Eppure è da tempo che gli scalini frequentatori abituali della piazza denunciano il fenomeno. «Urinano davanti a tutti senza problemi e senza coprirsi», dice un residente, «basta fare un giro per la piazza e si può notare grosse chiazze di maleodorante urina». Senza contare i rifiuti che lasciano un po’ dappertutto. Cosicché la piazza risulta sempre più sporca. Ogni mattina il signor Bruno, l’addetto alle pulizie, arriva e svolge doverosamente il proprio lavoro dando una ripulita all’area. Ma non può stare più di un’ora, tempo non sufficiente a ripulire il piazzale.

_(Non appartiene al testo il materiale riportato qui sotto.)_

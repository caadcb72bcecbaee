//! Normal-mapped 2D lighting with shadow-casting light pairs.
//!
//! Every light registered with a [`LightEngine`] exists twice: as the
//! descriptor the lighting shader reads (see [`uniforms`]) and as a light in
//! an external [`ShadowCaster`]. The descriptor is authoritative;
//! [`LightEngine::update`] pushes it into the shadow side once per frame and
//! [`LightEngine::render_lights`] uploads it to the shader.

pub mod camera;
pub mod color;
pub mod config;
pub mod coords;
pub mod engine;
pub mod error;
pub mod falloff;
pub mod light;
pub mod renderer;
pub mod shadow;
pub mod uniforms;

pub use camera::{Camera2d, Scaling, ScreenRect, Viewport, WindowSize};
pub use color::Color;
pub use config::{EngineConfig, ShadingConfig};
pub use engine::{LightEngine, LightId, LitPass};
pub use error::{LightError, Result};
pub use falloff::Falloff;
pub use light::{DirectionalLight, Light, LightKind, PointLight, SpotLight};
pub use renderer::{GlLightShader, RecordingSurface, UniformSurface};
pub use shadow::{ShadowCaster, ShadowHandle, ShadowLightKind, ShadowLightTable};
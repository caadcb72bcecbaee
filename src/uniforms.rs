//! The per-frame uniform snapshot and its upload protocol.
//!
//! Names and array indexing must match `shaders/light.frag`.

use glam::{Mat4, Vec2, Vec3, Vec4};

use crate::camera::{Camera2d, Viewport};
use crate::config::ShadingConfig;
use crate::coords::world_to_shader_space;
use crate::falloff::Falloff;
use crate::light::{Light, LightKind};
use crate::renderer::UniformSurface;

pub const LIGHT_COUNT: &str = "lightCount";
pub const AMBIENT: &str = "ambient";
pub const NORMAL_INFLUENCE: &str = "normalInfluence";
pub const RESOLUTION: &str = "resolution";
pub const SPECULAR_INTENSITY: &str = "specularIntensity";
pub const SPECULAR_REMAP: &str = "specularRemap";
pub const VIEWPORT_OFFSET: &str = "u_viewportOffset";
pub const VIEWPORT_SIZE: &str = "u_viewportSize";
pub const PROJ_TRANS: &str = "u_projTrans";
pub const USE_NORMAL_MAP: &str = "u_useNormalMap";
pub const DIFFUSE_SAMPLER: &str = "u_texture";
pub const NORMAL_SAMPLER: &str = "u_normals";

pub const DIFFUSE_UNIT: i32 = 0;
pub const NORMAL_UNIT: i32 = 1;

/// `lightType[i]` etc.
pub fn indexed(name: &str, i: usize) -> String {
    format!("{name}[{i}]")
}

/// Everything the shader receives for one light.
#[derive(Debug, Clone, PartialEq)]
pub struct LightSlot {
    pub kind: LightKind,
    /// Normalized viewport space; zero for directional lights.
    pub position: Vec3,
    pub direction: Vec3,
    /// Alpha already scaled by intensity.
    pub color: Vec4,
    pub falloff: Vec3,
    /// Cosine of the cone half-angle; zero unless spot.
    pub cone_angle: f32,
}

impl LightSlot {
    pub fn from_light(light: &Light, camera: &Camera2d, viewport: &Viewport) -> Self {
        match light {
            Light::Directional(l) => Self {
                kind: LightKind::Directional,
                position: Vec3::ZERO,
                direction: l.shader_direction(),
                color: l.shader_color().to_vec4(),
                falloff: Falloff::NONE.to_vec3(),
                cone_angle: 0.0,
            },
            Light::Point(l) => Self {
                kind: LightKind::Point,
                position: world_to_shader_space(l.position(), camera, viewport),
                direction: Vec3::Z,
                color: l.shader_color().to_vec4(),
                falloff: l.falloff().to_vec3(),
                cone_angle: 0.0,
            },
            Light::Spot(l) => Self {
                kind: LightKind::Spot,
                position: world_to_shader_space(l.position(), camera, viewport),
                direction: l.shader_direction(),
                color: l.shader_color().to_vec4(),
                falloff: l.falloff().to_vec3(),
                cone_angle: l.cone_cos(),
            },
        }
    }

    fn upload<S: UniformSurface + ?Sized>(&self, i: usize, surface: &mut S) {
        surface.set_int(&indexed("lightType", i), self.kind.ordinal());
        surface.set_vec3(&indexed("lightPos", i), self.position);
        surface.set_vec3(&indexed("lightDir", i), self.direction);
        surface.set_vec4(&indexed("lightColor", i), self.color);
        surface.set_vec3(&indexed("falloff", i), self.falloff);
        surface.set_float(&indexed("coneAngle", i), self.cone_angle);
    }
}

/// Value snapshot of every lighting uniform for one frame.
///
/// Rebuilt from the active light list on every upload; nothing is patched
/// incrementally.
#[derive(Debug, Clone, PartialEq)]
pub struct LightUniforms {
    pub slots: Vec<LightSlot>,
    pub ambient: Vec4,
    pub normal_influence: f32,
    pub specular_intensity: f32,
    pub specular_remap: Vec2,
    pub viewport_offset: Vec2,
    pub viewport_size: Vec2,
    /// Framebuffer size in pixels.
    pub resolution: Vec2,
    pub proj_trans: Mat4,
}

impl LightUniforms {
    /// Snapshot the first `max_lights` of `lights`, in order.
    pub fn capture<'a>(
        lights: impl IntoIterator<Item = &'a Light>,
        max_lights: usize,
        shading: &ShadingConfig,
        camera: &Camera2d,
        viewport: &Viewport,
        resolution: Vec2,
    ) -> Self {
        let slots = lights
            .into_iter()
            .take(max_lights)
            .map(|light| LightSlot::from_light(light, camera, viewport))
            .collect();
        let rect = viewport.screen();

        Self {
            slots,
            ambient: shading.ambient.to_vec4(),
            normal_influence: shading.normal_influence,
            specular_intensity: shading.specular_intensity,
            specular_remap: Vec2::from(shading.specular_remap),
            viewport_offset: rect.offset(),
            viewport_size: rect.size(),
            resolution,
            proj_trans: camera.combined(),
        }
    }

    pub fn light_count(&self) -> i32 {
        self.slots.len() as i32
    }

    /// Write every uniform. The program must already be bound.
    pub fn upload<S: UniformSurface + ?Sized>(&self, surface: &mut S) {
        surface.set_mat4(PROJ_TRANS, &self.proj_trans);
        surface.set_int(LIGHT_COUNT, self.light_count());
        surface.set_float(NORMAL_INFLUENCE, self.normal_influence);
        surface.set_vec4(AMBIENT, self.ambient);
        surface.set_float(SPECULAR_INTENSITY, self.specular_intensity);
        surface.set_vec2(SPECULAR_REMAP, self.specular_remap);
        surface.set_vec2(VIEWPORT_OFFSET, self.viewport_offset);
        surface.set_vec2(VIEWPORT_SIZE, self.viewport_size);
        surface.set_vec2(RESOLUTION, self.resolution);

        for (i, slot) in self.slots.iter().enumerate() {
            slot.upload(i, surface);
        }
        log::trace!("uploaded {} light slots", self.slots.len());
    }
}

#[cfg(test)]
mod tests {
    use super::*;
    use crate::camera::Scaling;
    use crate::color::Color;
    use crate::light::{DirectionalLight, PointLight, SpotLight};
    use crate::renderer::{RecordingSurface, UniformValue};
    use approx::assert_abs_diff_eq;

    const SCREEN: Vec2 = Vec2::new(800.0, 800.0);

    fn view() -> (Camera2d, Viewport) {
        let mut viewport = Viewport::new(Scaling::Fit, 20.0, 10.0);
        viewport.update(800, 800);
        (Camera2d::new(20.0, 10.0), viewport)
    }

    #[test]
    fn slot_fields_per_kind() {
        let (camera, viewport) = view();

        let sun = LightSlot::from_light(
            &DirectionalLight::new(Color::WHITE, 0.0, 0.5).with_elevation(0.0).into(),
            &camera,
            &viewport,
        );
        assert_eq!(sun.kind.ordinal(), 0);
        assert_eq!(sun.position, Vec3::ZERO);
        assert_abs_diff_eq!(sun.direction, Vec3::X, epsilon = 1e-6);
        assert_eq!(sun.color.w, 0.5);
        assert_eq!(sun.falloff, Vec3::new(1.0, 0.0, 0.0));

        let lamp = LightSlot::from_light(
            &PointLight::new(Vec2::new(10.0, 5.0), Color::WHITE, 2.0, 7.0)
                .with_falloff_profile(1.0)
                .into(),
            &camera,
            &viewport,
        );
        assert_eq!(lamp.kind.ordinal(), 1);
        assert_abs_diff_eq!(lamp.position, Vec3::new(0.5, 0.5, 0.0), epsilon = 1e-5);
        assert_abs_diff_eq!(lamp.falloff, Vec3::new(1.0, 0.0, 255.0 / 49.0), epsilon = 1e-5);
        assert_eq!(lamp.cone_angle, 0.0);

        let spot = LightSlot::from_light(
            &SpotLight::new(Vec2::ZERO, Color::WHITE, 0.0, 120.0, 1.0, 10.0).into(),
            &camera,
            &viewport,
        );
        assert_eq!(spot.kind.ordinal(), 2);
        assert_abs_diff_eq!(spot.cone_angle, 0.5, epsilon = 1e-6);
        assert_abs_diff_eq!(spot.position, Vec3::ZERO, epsilon = 1e-5);
    }

    #[test]
    fn capture_respects_capacity_and_order() {
        let (camera, viewport) = view();
        let lights: Vec<Light> = (0..5)
            .map(|i| PointLight::new(Vec2::new(i as f32, 0.0), Color::WHITE, 1.0, 5.0).into())
            .collect();

        let snapshot = LightUniforms::capture(
            &lights,
            3,
            &ShadingConfig::default(),
            &camera,
            &viewport,
            SCREEN,
        );
        assert_eq!(snapshot.light_count(), 3);
        for (i, slot) in snapshot.slots.iter().enumerate() {
            let expected = world_to_shader_space(Vec2::new(i as f32, 0.0), &camera, &viewport);
            assert_eq!(slot.position, expected);
        }
    }

    #[test]
    fn upload_writes_indexed_names() {
        let (camera, viewport) = view();
        let lights: Vec<Light> = vec![
            DirectionalLight::new(Color::WHITE, 0.0, 1.0).into(),
            SpotLight::new(Vec2::ZERO, Color::WHITE, 0.0, 60.0, 1.0, 10.0).into(),
        ];
        let shading = ShadingConfig {
            normal_influence: 0.25,
            ..ShadingConfig::default()
        };

        let mut surface = RecordingSurface::new();
        LightUniforms::capture(&lights, 20, &shading, &camera, &viewport, SCREEN)
            .upload(&mut surface);

        assert_eq!(surface.int("lightCount"), Some(2));
        assert_eq!(surface.int("lightType[0]"), Some(0));
        assert_eq!(surface.int("lightType[1]"), Some(2));
        assert_eq!(surface.get("normalInfluence"), Some(UniformValue::Float(0.25)));
        assert_eq!(
            surface.get("u_viewportOffset"),
            Some(UniformValue::Vec2(Vec2::new(0.0, 200.0)))
        );
        assert_eq!(surface.get("resolution"), Some(UniformValue::Vec2(SCREEN)));
        assert!(surface.get("lightColor[1]").is_some());
        assert!(surface.get("coneAngle[1]").is_some());
        assert!(surface.get("lightType[2]").is_none());
    }
}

I residenti chiamano in causa l’assessore competente, Alessandro Bevilacqua, e chiedono maggiore attenzione per piazzale Marconi, che presenta diverse problematiche, compreso quella della fontana, la cui acqua ha assunto un brutto colorito verdognolo. Nella tarda mattinata di ieri, quando sono arrivati i vigili, erano quattro gli extracomunitari che bivaccavano sulle panchine. Abbiamo cercato di sapere la loro provenienza, non senza difficoltà, visto che qualcuno sembrava in preda ai fumi dell’alcol: due erano polacchi, altri due rumeni. Poco dopo sono arrivati un uomo e una donna con una fisarmonica. Si sono diretti verso i rumeni, ma poi hanno deciso di abbandonare subito la piazza dopo aver sentito dei vigili urbani e delle nostre domande.
I due polacchi, invece, si sono sdraiati a dormine uno di fronte all’altro. Nel pomeriggio sono arrivati altri due viandanti che hanno deciso di approfittare del “dormitorio pubblico”, lasciando in bella vista sulle panchine anche un paio di jeans e una maglietta. (a.i.)